Problems at the State Department, as identified by the OIG, mirror record keeping lapses in the commercial sector. For instance, employees are prone to:

  • Choose not to use existing record retention systems
  • Regard record-keeping as a burden
  • Feel record-keeping is difficult to use and is inefficient
  • Erroneously mix personal communications with official business communications, while hoping to keep one or the other type of messages private
  • Disregard their employer’s records retention policies and protocols

Regardless of the reasons for noncompliance with record retention laws, management is usually responsible when things go wrong. Indeed, the OIG report states “management weaknesses contribute[d] to loss of email records,” and that the overwhelming proportion of federal agencies (80%) are at elevated risk for improper management of electronic records.

The OIG says that even where records preservation programs are in place, requirements often go unenforced,electronic communications and files are not inventoried or indexed, electronic files are inaccessible or unavailable (and available records are often incomplete, mislabeled or missing key files), email addresses for departing employees are not captured and retained, and procedures for preventing employees from removing records from agency custody are not observed.

In its report, the OIG questions whether the State Department had an obligation to search personal email accounts for federal records.

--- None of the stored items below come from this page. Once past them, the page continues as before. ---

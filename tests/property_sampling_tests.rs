use gridchart_rs::core::{DataSourceId, ParameterId, ParameterInfo, PlotSeries, sample_series};
use proptest::prelude::*;

fn build_series(y: Vec<f64>) -> PlotSeries {
    let x = (0..y.len()).map(|i| i as f64 * 250.0).collect();
    PlotSeries::new(
        DataSourceId::new("source"),
        "source",
        ParameterInfo::new(ParameterId::new("value"), "Value", ""),
        x,
        y,
    )
    .expect("series")
}

fn sample_value() -> impl Strategy<Value = f64> {
    prop_oneof![
        9 => -1_000.0f64..1_000.0,
        1 => Just(f64::NAN),
    ]
}

proptest! {
    #[test]
    fn sampling_is_idempotent(
        y in proptest::collection::vec(sample_value(), 0..2_000),
        budget in 2usize..600,
    ) {
        let series = build_series(y);
        let once = sample_series(&series, Some(budget)).expect("first pass");
        let twice = sample_series(&once.series, Some(budget)).expect("second pass");

        prop_assert_eq!(&once.series.x_values, &twice.series.x_values);
        let same_y = once
            .series
            .y_values
            .iter()
            .zip(&twice.series.y_values)
            .all(|(a, b)| a.to_bits() == b.to_bits());
        prop_assert!(same_y);
    }

    #[test]
    fn sampling_keeps_endpoints(
        y in proptest::collection::vec(sample_value(), 3..3_000),
        budget in 2usize..400,
    ) {
        let series = build_series(y);
        prop_assume!(series.len() > budget);
        let sampled = sample_series(&series, Some(budget)).expect("sample").series;

        prop_assert_eq!(sampled.x_values[0], series.x_values[0]);
        prop_assert_eq!(
            sampled.x_values[sampled.len() - 1],
            series.x_values[series.len() - 1]
        );
        prop_assert_eq!(sampled.y_values[0].to_bits(), series.y_values[0].to_bits());
        prop_assert_eq!(
            sampled.y_values[sampled.len() - 1].to_bits(),
            series.y_values[series.len() - 1].to_bits()
        );
    }

    #[test]
    fn sampling_never_upscales(
        y in proptest::collection::vec(sample_value(), 0..3_000),
        budget in 0usize..700,
    ) {
        let series = build_series(y);
        let sampled = sample_series(&series, Some(budget)).expect("sample");

        prop_assert!(sampled.series.len() <= budget.max(2));
        if series.len() <= budget {
            prop_assert_eq!(sampled.series.len(), series.len());
        }
        prop_assert_eq!(sampled.info.sampled_count, sampled.series.len());
        prop_assert_eq!(sampled.info.original_count, series.len());
    }

    #[test]
    fn sampled_x_stays_in_original_order(
        y in proptest::collection::vec(-50.0f64..50.0, 0..2_500),
        budget in 2usize..300,
    ) {
        let series = build_series(y);
        let sampled = sample_series(&series, Some(budget)).expect("sample").series;
        prop_assert!(sampled.x_values.windows(2).all(|pair| pair[0] < pair[1]));
    }
}
mod aligned;
mod frame;
mod null_renderer;
mod options;
pub mod palette;
mod primitives;

pub use aligned::{AlignedData, JoinedCell, SeriesColumns};
pub use frame::RenderFrame;
pub use null_renderer::NullRenderer;
pub use options::{AxisOptions, RendererOptions, SeriesOptions, TooltipOptions, ValueFormat};
pub use primitives::{Color, RectPrimitive, SeriesDrawMode};

use crate::error::ChartResult;

/// Contract implemented by any rendering backend.
///
/// Backends receive a fully materialized `RenderFrame` (aligned columns plus
/// options) so drawing code stays isolated from loading, sampling and sync.
pub trait Renderer {
    fn render(&mut self, frame: &RenderFrame) -> ChartResult<()>;
}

This question is just as relevant in the financial services sector as in government. Forward thinking financial companies are monitoring the electronic communications of their employees to achieve regulatory and legal compliance, and keep their reputations intact.

Long considered a thankless, administrative, backroom function, record capture,   archiving, and analysis are complex and growing risk management issues that now require thoughtful strategies and C-suite involvement.

The consequences of ignoring record retention compliance laws and policies were brought into sharp focus by the Inspector General’s report. Read it, learn from it, consider its applicability to your organization, and most importantly, act on it if your records management ducks are not all in a row, because one sensational investigation tends to be followed by others.